### What needs to be done
Search each line below for "DbErr", then return the lines where it appears.
· · · · ·
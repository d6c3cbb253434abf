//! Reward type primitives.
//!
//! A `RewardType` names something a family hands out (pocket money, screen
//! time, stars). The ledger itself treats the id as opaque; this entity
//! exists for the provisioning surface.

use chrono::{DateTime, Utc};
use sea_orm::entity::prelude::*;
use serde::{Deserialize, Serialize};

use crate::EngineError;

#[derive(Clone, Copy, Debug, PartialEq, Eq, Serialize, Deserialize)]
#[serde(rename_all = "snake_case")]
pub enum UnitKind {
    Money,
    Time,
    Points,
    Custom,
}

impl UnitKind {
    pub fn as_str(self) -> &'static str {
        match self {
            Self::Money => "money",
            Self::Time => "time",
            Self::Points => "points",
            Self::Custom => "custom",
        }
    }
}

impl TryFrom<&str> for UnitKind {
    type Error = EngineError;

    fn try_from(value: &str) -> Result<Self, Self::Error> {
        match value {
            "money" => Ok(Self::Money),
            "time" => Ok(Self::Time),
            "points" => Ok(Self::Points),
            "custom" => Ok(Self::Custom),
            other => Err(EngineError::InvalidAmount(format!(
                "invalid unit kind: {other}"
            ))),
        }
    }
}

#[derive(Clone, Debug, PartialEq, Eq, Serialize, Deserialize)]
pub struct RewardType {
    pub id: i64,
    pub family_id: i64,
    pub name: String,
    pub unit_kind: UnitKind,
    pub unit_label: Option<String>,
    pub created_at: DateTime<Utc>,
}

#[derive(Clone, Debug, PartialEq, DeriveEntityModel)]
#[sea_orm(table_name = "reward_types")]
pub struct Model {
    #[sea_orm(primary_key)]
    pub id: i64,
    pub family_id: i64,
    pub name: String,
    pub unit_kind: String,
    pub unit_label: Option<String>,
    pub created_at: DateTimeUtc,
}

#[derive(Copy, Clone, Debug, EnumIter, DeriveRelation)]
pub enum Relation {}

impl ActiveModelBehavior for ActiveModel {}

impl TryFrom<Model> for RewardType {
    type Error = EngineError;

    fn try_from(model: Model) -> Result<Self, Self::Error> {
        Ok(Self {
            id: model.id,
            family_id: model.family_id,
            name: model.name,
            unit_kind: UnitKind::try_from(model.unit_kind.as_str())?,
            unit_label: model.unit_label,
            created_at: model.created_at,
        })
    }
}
· · · · ·
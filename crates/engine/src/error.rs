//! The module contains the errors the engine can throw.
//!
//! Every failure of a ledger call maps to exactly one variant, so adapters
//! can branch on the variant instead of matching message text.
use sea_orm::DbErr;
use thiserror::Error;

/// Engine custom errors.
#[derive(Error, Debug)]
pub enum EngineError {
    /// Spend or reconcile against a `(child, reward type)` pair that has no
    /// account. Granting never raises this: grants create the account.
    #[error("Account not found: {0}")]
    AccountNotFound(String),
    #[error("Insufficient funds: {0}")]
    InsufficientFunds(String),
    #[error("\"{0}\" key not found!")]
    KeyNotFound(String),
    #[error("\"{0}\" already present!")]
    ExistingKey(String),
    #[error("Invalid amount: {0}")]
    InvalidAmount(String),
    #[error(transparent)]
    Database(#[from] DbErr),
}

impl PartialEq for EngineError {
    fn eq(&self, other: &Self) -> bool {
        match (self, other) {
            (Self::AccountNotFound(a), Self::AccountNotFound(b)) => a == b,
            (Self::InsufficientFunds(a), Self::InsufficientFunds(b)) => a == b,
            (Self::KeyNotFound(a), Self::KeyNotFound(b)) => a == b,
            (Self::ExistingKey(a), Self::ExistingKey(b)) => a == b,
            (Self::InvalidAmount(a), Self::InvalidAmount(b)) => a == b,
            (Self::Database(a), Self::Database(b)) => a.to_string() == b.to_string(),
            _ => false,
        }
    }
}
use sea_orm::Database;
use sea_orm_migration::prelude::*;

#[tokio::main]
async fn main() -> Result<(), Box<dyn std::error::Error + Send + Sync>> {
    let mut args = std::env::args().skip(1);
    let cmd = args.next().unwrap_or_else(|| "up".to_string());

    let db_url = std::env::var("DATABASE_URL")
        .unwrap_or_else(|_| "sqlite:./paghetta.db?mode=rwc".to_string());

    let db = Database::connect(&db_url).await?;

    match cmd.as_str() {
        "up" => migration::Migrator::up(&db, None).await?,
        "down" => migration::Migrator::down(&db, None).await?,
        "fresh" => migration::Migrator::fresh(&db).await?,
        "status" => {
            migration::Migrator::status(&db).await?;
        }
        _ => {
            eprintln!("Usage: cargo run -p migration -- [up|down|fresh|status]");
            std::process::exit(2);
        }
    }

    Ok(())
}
· · · · ·
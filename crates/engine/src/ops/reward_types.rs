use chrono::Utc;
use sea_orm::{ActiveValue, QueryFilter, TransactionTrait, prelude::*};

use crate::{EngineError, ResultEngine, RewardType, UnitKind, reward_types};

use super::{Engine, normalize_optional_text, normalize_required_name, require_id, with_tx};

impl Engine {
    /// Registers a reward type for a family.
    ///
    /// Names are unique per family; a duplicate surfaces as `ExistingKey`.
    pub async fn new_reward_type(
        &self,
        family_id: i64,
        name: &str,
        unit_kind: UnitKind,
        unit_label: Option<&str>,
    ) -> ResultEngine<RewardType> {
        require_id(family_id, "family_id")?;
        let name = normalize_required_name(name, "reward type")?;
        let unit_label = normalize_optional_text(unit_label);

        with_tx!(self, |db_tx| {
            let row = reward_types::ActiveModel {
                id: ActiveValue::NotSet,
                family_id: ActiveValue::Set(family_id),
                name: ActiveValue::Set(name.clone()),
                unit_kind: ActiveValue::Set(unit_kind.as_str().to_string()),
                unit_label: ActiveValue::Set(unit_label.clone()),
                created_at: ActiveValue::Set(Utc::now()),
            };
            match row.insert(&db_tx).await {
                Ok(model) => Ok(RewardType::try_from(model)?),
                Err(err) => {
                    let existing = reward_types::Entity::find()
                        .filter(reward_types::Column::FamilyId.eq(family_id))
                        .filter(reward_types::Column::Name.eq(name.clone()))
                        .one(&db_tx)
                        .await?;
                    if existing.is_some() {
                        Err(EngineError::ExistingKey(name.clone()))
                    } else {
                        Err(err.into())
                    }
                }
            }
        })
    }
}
· · · · ·
### Result below
use sea_orm::DbErr;
    Database(#[from] DbErr),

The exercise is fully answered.